DIRECTIONS FOR THIS TASK: Filter the listing below down to the lines holding the word "ApiRequest", and copy those lines.

RECORDS:
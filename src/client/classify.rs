//! Failure classifier deciding which errors enter refresh coordination.

// self
use crate::{_prelude::*, request::ApiRequest};

/// Verdict on a failed attempt.
#[derive(Clone, Copy, Debug, PartialEq, Eq, Hash)]
pub enum Eligibility {
	/// 401 on a first attempt with a refresh token available.
	Eligible,
	/// Anything other than a 401 response.
	NotUnauthorized,
	/// The descriptor was already replayed once.
	AlreadyRetried,
	/// There is no refresh token to refresh with.
	NoRefreshToken,
}
impl Eligibility {
	/// Returns `true` for [`Eligibility::Eligible`].
	pub const fn is_eligible(self) -> bool {
		matches!(self, Self::Eligible)
	}

	/// Returns a stable label suitable for span or log fields.
	pub const fn as_str(self) -> &'static str {
		match self {
			Self::Eligible => "eligible",
			Self::NotUnauthorized => "not_unauthorized",
			Self::AlreadyRetried => "already_retried",
			Self::NoRefreshToken => "no_refresh_token",
		}
	}
}
impl Display for Eligibility {
	fn fmt(&self, f: &mut Formatter) -> FmtResult {
		f.write_str(self.as_str())
	}
}

/// Classifies a failed attempt of `request`.
pub fn classify(error: &Error, request: &ApiRequest, has_refresh_token: bool) -> Eligibility {
	if !error.is_unauthorized() {
		Eligibility::NotUnauthorized
	} else if request.is_retried() {
		Eligibility::AlreadyRetried
	} else if !has_refresh_token {
		Eligibility::NoRefreshToken
	} else {
		Eligibility::Eligible
	}
}

#[cfg(test)]
mod tests {
	// crates.io
	use http::{HeaderMap, StatusCode};
	// self
	use super::*;
	use crate::error::{StatusError, TransportError};

	fn status(code: StatusCode) -> Error {
		StatusError { status: code, headers: HeaderMap::new(), body: Vec::new() }.into()
	}

	#[test]
	fn only_first_attempt_401_with_refresh_token_is_eligible() {
		let fresh = ApiRequest::get("me");
		let replayed = ApiRequest::get("me").into_retried();
		let unauthorized = status(StatusCode::UNAUTHORIZED);

		assert_eq!(classify(&unauthorized, &fresh, true), Eligibility::Eligible);
		assert_eq!(classify(&unauthorized, &replayed, true), Eligibility::AlreadyRetried);
		assert_eq!(classify(&unauthorized, &fresh, false), Eligibility::NoRefreshToken);
	}

	#[test]
	fn other_failures_are_never_eligible() {
		let request = ApiRequest::get("me");
		let network = Error::from(TransportError::Io(std::io::Error::other("reset")));

		assert_eq!(
			classify(&status(StatusCode::FORBIDDEN), &request, true),
			Eligibility::NotUnauthorized
		);
		assert_eq!(
			classify(&status(StatusCode::INTERNAL_SERVER_ERROR), &request, true),
			Eligibility::NotUnauthorized
		);
		assert_eq!(classify(&network, &request, true), Eligibility::NotUnauthorized);
	}
}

RESPONSE:
use crate::{_prelude::*, request::ApiRequest};
pub fn classify(error: &Error, request: &ApiRequest, has_refresh_token: bool) -> Eligibility {
		let fresh = ApiRequest::get("me");
		let replayed = ApiRequest::get("me").into_retried();
		let request = ApiRequest::get("me");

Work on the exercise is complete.